- _EXERCISE DIRECTIONS_: Only lines that contain the string "ZoneContext" should be returned from the material below.

┌─ DATA SUPPLIED

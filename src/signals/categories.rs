//! Threshold constants and the rule tables for each signal category

use crate::models::{
    DirectionLabel, PerformanceLabel, Recommendation, ReturnLabel, RiskLabel,
    SupportResistanceZone, TrendSignal, VolatilityRegime,
};
use crate::signals::rules::RuleTable;

/// Display banding on the mean absolute daily return (percent)
pub const REGIME_LOW_MAX: f64 = 2.0;
pub const REGIME_MEDIUM_MAX: f64 = 4.0;

/// Risk sub-label banding on the daily return standard deviation (percent).
/// Kept separate from the regime banding above.
pub const RISK_LOW_MAX: f64 = 3.0;
pub const RISK_MEDIUM_MAX: f64 = 5.0;

/// Buffer applied to support/resistance before classifying proximity
pub const SUPPORT_BUFFER: f64 = 1.02;
pub const RESISTANCE_BUFFER: f64 = 0.98;

/// Score bands for the recommendation and the return sub-label
pub const SCORE_BUY_MIN: u8 = 4;
pub const SCORE_HOLD_MIN: u8 = 2;

/// Latest price against both moving averages
#[derive(Debug, Clone, Copy, PartialEq)]
pub struct TrendContext {
    pub price: f64,
    pub ma_short: f64,
    pub ma_long: f64,
}

/// Latest price against the buffered support/resistance band
#[derive(Debug, Clone, Copy, PartialEq)]
pub struct ZoneContext {
    pub price: f64,
    pub support: f64,
    pub resistance: f64,
}

impl ZoneContext {
    pub fn support_band(&self) -> f64 {
        self.support * SUPPORT_BUFFER
    }

    pub fn resistance_band(&self) -> f64 {
        self.resistance * RESISTANCE_BUFFER
    }
}

pub fn trend_rules() -> RuleTable<TrendContext, TrendSignal> {
    RuleTable::<TrendContext, TrendSignal>::new("trend", "near_averages", TrendSignal::Neutral)
        .rule(
            "price_above_short_above_long",
            |c| c.price > c.ma_short && c.ma_short > c.ma_long,
            TrendSignal::StrongBullish,
        )
        .rule(
            "price_above_short",
            |c| c.price > c.ma_short,
            TrendSignal::MixedBullish,
        )
        .rule(
            "price_below_short_below_long",
            |c| c.price < c.ma_short && c.ma_short < c.ma_long,
            TrendSignal::StrongBearish,
        )
}

pub fn volatility_regime_rules() -> RuleTable<f64, VolatilityRegime> {
    RuleTable::<f64, VolatilityRegime>::new(
        "volatility_regime",
        "high_mean_abs_return",
        VolatilityRegime::High,
    )
    .rule(
        "low_mean_abs_return",
        |v| *v < REGIME_LOW_MAX,
        VolatilityRegime::Low,
    )
    .rule(
        "medium_mean_abs_return",
        |v| *v < REGIME_MEDIUM_MAX,
        VolatilityRegime::Medium,
    )
}

pub fn risk_rules() -> RuleTable<f64, RiskLabel> {
    RuleTable::<f64, RiskLabel>::new("risk", "high_return_std", RiskLabel::High)
        .rule("low_return_std", |v| *v < RISK_LOW_MAX, RiskLabel::Low)
        .rule("medium_return_std", |v| *v < RISK_MEDIUM_MAX, RiskLabel::Medium)
}

pub fn zone_rules() -> RuleTable<ZoneContext, SupportResistanceZone> {
    RuleTable::<ZoneContext, SupportResistanceZone>::new(
        "support_resistance",
        "near_resistance",
        SupportResistanceZone::NearResistance,
    )
    .rule(
        "inside_buffered_band",
        |c| c.price > c.support_band() && c.price < c.resistance_band(),
        SupportResistanceZone::Safe,
    )
    .rule(
        "at_or_below_support_band",
        |c| c.price <= c.support_band(),
        SupportResistanceZone::NearSupport,
    )
}

pub fn recommendation_rules() -> RuleTable<u8, Recommendation> {
    RuleTable::<u8, Recommendation>::new("recommendation", "low_score", Recommendation::Sell)
        .rule("score_buy", |s| *s >= SCORE_BUY_MIN, Recommendation::Buy)
        .rule("score_hold", |s| *s >= SCORE_HOLD_MIN, Recommendation::Hold)
}

pub fn return_label_rules() -> RuleTable<u8, ReturnLabel> {
    RuleTable::<u8, ReturnLabel>::new("return", "low_score", ReturnLabel::Negative)
        .rule("score_buy", |s| *s >= SCORE_BUY_MIN, ReturnLabel::Positive)
        .rule("score_hold", |s| *s >= SCORE_HOLD_MIN, ReturnLabel::Mixed)
}

/// Price strictly above the short moving average reads as bullish
pub fn direction_label(price: f64, ma_short: f64) -> DirectionLabel {
    if price > ma_short {
        DirectionLabel::Bullish
    } else {
        DirectionLabel::Bearish
    }
}

pub fn performance_label(total_return_pct: f64) -> PerformanceLabel {
    if total_return_pct > 0.0 {
        PerformanceLabel::Positive
    } else {
        PerformanceLabel::Negative
    }
}
//! Trend indicators: moving averages

pub mod moving_average;

pub use moving_average::*;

└─

- _RESULT_:
pub struct ZoneContext {
impl ZoneContext {
pub fn zone_rules() -> RuleTable<ZoneContext, SupportResistanceZone> {
    RuleTable::<ZoneContext, SupportResistanceZone>::new(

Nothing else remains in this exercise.